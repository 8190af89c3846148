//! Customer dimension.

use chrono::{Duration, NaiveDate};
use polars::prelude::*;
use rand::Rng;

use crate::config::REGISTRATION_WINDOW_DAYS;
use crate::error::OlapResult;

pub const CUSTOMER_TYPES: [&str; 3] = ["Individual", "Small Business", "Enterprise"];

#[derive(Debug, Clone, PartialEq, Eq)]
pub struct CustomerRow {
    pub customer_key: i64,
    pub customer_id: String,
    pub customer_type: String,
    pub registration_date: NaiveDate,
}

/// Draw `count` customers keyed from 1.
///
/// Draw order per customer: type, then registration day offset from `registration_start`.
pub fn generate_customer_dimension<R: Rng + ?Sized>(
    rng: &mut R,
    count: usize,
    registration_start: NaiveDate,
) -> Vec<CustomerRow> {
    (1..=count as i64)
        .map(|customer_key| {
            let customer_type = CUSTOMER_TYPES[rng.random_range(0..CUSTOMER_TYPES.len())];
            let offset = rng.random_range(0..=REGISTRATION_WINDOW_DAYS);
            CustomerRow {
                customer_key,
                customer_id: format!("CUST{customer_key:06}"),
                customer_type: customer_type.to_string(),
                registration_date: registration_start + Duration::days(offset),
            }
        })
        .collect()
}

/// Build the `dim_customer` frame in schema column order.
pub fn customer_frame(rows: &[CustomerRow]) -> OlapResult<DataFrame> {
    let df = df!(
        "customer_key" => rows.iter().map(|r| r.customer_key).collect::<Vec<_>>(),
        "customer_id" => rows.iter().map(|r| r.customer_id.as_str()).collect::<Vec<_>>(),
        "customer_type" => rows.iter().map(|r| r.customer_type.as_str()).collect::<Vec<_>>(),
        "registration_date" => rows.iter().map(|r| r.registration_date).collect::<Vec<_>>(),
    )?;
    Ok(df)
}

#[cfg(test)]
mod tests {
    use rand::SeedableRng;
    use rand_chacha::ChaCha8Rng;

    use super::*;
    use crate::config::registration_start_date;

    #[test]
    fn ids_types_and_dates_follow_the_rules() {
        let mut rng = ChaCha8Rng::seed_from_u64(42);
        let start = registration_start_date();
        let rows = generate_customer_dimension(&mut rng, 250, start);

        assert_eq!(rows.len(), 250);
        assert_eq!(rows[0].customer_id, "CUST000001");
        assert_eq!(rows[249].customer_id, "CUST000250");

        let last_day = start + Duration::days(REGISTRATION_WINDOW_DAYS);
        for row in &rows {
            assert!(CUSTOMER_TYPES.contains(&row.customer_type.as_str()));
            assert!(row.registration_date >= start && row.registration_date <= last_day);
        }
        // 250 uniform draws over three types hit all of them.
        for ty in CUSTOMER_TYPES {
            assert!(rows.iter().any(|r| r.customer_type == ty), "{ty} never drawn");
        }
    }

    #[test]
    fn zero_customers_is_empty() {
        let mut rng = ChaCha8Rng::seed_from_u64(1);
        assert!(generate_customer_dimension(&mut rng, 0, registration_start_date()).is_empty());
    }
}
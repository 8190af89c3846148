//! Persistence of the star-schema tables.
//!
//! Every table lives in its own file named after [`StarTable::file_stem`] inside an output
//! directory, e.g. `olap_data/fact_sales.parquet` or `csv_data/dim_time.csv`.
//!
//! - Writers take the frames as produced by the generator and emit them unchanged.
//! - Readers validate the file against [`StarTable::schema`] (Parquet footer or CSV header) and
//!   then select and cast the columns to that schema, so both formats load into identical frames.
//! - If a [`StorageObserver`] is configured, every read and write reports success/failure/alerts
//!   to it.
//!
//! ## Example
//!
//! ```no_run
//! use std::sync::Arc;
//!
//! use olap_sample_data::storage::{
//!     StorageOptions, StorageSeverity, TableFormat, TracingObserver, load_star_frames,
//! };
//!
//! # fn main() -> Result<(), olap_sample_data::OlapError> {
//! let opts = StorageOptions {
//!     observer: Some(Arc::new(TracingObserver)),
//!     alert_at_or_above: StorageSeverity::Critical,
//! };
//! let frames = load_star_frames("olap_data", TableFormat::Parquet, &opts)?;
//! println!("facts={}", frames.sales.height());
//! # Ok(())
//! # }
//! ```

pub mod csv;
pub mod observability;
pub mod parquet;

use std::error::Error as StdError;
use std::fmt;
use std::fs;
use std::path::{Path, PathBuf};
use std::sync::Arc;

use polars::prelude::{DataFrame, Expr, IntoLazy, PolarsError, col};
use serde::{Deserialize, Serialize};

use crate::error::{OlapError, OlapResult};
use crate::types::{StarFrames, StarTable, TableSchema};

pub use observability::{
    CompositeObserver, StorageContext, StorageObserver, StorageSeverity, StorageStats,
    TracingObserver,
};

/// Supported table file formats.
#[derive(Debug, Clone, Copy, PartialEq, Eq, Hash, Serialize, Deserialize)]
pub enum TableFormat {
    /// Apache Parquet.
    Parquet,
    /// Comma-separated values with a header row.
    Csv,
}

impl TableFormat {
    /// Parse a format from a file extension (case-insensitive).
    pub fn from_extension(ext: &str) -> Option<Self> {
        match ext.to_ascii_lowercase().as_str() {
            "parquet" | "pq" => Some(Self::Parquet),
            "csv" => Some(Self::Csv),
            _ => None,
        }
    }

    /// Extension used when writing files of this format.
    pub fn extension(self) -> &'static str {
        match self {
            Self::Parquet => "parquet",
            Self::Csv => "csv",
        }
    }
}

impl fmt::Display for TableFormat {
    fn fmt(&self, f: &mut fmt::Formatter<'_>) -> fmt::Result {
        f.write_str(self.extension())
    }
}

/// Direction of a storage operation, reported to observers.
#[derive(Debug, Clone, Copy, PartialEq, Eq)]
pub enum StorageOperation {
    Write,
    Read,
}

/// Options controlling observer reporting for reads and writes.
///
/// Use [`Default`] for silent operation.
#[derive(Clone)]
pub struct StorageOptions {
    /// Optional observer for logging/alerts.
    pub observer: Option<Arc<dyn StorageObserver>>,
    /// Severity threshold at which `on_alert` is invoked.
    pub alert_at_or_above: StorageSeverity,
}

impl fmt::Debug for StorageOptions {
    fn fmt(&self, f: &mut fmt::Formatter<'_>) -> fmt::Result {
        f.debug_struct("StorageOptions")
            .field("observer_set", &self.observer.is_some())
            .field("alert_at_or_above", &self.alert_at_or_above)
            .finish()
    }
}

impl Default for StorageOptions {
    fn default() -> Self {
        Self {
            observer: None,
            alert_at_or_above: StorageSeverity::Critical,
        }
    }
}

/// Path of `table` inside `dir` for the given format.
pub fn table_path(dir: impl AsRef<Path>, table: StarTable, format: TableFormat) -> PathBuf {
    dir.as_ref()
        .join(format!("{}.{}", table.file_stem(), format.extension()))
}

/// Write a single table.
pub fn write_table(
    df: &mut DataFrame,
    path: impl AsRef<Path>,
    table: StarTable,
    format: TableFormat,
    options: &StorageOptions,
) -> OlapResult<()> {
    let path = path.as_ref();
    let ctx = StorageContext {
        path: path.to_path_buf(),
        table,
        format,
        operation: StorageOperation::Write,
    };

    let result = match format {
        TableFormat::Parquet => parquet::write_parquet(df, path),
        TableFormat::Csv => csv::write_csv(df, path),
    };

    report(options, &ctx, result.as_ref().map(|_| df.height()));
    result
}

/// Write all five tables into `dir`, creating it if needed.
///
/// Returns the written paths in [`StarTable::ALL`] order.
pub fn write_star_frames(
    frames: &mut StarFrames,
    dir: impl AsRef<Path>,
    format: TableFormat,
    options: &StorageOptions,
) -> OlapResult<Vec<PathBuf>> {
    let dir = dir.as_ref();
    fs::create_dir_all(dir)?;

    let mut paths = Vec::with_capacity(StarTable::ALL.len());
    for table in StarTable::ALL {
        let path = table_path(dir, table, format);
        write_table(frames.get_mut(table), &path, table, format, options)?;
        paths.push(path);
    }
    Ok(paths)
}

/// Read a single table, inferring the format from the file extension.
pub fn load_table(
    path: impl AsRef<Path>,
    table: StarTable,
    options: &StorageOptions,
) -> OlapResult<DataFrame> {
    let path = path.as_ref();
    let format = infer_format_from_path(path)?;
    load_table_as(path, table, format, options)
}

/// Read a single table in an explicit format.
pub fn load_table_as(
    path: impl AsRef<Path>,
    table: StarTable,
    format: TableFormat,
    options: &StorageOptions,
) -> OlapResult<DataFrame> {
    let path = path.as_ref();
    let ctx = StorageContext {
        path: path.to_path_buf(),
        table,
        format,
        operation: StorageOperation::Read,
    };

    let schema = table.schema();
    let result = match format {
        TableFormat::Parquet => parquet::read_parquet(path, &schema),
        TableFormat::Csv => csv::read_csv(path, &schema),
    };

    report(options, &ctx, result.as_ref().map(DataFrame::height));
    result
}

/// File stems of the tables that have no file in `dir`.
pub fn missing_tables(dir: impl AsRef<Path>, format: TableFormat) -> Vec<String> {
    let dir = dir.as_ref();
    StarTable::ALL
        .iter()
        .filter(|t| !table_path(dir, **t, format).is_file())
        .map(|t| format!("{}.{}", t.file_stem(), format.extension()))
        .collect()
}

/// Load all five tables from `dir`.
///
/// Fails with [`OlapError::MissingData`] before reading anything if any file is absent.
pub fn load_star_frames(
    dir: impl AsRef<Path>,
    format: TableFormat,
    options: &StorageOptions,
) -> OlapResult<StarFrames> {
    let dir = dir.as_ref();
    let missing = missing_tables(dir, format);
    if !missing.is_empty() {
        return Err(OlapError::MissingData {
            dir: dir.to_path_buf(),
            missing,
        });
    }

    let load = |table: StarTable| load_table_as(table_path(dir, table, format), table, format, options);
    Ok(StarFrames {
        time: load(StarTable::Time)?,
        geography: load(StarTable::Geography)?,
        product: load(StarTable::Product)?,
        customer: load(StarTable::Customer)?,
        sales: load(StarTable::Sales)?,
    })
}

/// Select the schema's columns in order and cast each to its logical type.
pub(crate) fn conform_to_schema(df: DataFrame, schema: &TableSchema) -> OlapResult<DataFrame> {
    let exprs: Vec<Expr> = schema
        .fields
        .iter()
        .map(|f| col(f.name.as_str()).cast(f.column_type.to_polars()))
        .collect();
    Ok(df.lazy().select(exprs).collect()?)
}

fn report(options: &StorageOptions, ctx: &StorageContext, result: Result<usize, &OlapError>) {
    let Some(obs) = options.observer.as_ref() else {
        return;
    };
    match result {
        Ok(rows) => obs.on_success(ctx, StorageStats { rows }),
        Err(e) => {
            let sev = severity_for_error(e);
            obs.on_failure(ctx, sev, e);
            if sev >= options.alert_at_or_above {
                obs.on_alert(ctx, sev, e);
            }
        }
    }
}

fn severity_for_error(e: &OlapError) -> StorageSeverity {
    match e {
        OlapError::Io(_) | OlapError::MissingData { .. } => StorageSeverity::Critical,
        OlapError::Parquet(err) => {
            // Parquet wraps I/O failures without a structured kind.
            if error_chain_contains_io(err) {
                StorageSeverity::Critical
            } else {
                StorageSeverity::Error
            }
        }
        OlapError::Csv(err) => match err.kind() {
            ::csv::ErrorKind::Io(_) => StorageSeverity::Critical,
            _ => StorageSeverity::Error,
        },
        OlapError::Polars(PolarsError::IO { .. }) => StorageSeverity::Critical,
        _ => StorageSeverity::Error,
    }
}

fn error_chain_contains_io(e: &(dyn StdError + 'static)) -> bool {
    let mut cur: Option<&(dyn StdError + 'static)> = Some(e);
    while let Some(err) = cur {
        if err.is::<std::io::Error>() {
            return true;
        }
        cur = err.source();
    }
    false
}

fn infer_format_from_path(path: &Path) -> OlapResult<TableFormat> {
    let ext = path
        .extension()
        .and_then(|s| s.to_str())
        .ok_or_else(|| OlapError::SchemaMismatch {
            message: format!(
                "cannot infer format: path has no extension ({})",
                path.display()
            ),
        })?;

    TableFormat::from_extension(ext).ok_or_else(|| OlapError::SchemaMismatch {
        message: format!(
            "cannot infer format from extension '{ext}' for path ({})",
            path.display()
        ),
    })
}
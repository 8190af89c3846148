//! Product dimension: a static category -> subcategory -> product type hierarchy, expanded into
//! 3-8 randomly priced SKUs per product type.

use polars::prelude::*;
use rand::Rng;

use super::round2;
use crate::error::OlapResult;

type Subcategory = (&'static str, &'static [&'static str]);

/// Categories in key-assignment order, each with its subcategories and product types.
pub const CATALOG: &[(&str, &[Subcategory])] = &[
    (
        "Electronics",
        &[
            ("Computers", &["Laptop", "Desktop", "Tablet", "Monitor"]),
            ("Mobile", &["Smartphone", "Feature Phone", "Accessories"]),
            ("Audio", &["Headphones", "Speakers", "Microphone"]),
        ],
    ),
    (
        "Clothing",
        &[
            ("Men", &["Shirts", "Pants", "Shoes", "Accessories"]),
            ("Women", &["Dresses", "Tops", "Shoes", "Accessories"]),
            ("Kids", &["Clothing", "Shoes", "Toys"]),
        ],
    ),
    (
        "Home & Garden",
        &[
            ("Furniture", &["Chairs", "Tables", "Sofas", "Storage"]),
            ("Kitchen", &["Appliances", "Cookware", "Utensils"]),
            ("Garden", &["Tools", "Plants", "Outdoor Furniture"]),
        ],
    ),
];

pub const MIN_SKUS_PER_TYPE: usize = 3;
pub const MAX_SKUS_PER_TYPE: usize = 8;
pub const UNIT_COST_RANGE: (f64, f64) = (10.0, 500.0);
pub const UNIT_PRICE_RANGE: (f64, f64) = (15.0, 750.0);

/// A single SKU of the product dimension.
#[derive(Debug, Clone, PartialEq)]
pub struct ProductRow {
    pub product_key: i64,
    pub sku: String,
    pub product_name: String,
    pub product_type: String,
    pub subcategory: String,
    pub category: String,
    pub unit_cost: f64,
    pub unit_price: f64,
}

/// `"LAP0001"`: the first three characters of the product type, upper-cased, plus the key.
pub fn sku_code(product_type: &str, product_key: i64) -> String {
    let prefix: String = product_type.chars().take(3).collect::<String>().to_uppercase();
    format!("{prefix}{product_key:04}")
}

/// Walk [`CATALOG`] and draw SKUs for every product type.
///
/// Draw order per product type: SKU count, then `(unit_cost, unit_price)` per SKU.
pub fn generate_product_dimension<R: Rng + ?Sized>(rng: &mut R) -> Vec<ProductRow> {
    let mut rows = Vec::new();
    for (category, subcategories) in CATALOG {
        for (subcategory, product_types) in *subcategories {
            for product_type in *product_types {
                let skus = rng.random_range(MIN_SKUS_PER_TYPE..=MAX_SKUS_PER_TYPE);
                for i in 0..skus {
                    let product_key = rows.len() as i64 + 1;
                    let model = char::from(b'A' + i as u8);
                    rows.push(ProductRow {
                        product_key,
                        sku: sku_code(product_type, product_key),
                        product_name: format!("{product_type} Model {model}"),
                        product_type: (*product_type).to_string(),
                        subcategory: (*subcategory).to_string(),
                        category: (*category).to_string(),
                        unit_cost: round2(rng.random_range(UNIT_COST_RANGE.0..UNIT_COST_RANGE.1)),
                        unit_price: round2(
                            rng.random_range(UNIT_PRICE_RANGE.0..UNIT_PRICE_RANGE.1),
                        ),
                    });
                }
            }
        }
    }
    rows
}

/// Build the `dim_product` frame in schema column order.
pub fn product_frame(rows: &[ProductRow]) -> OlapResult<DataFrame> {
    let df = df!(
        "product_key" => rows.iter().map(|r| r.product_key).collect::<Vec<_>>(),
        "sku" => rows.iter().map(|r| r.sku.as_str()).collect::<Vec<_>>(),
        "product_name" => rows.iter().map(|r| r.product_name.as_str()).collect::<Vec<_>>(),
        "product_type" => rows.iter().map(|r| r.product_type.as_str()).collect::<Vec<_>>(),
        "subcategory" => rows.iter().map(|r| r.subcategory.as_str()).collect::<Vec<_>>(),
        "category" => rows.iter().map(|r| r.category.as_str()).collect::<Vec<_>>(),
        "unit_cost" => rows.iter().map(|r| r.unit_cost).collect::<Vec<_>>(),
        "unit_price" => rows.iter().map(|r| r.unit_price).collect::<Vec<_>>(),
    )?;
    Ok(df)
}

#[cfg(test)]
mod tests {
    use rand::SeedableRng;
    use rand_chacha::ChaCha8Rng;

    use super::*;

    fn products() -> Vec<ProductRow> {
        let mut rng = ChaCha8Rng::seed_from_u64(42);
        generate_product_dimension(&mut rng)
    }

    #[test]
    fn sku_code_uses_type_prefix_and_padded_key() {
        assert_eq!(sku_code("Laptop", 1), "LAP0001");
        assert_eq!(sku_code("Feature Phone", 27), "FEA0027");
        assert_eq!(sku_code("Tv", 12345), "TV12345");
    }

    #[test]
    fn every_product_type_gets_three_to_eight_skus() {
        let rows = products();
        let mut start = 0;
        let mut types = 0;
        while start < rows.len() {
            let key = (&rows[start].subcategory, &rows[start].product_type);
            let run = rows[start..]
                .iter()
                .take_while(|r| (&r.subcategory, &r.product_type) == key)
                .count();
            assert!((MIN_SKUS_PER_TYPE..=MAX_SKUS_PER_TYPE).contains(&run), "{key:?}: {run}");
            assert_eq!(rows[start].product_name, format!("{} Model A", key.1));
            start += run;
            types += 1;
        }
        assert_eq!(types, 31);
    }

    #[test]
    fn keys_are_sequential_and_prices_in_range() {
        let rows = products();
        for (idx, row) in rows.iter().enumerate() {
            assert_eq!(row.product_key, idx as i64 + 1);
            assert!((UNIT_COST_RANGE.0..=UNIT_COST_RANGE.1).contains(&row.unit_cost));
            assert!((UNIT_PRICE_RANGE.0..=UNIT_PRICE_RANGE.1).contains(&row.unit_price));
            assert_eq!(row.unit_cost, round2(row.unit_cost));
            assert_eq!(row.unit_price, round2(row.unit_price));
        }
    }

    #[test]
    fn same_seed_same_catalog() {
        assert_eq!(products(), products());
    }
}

__________

* _Directions for this task_
Report all lines of the material that contain the word "Feature".

* _Answer for this exercise_
            ("Mobile", &["Smartphone", "Feature Phone", "Accessories"]),
        assert_eq!(sku_code("Feature Phone", 27), "FEA0027");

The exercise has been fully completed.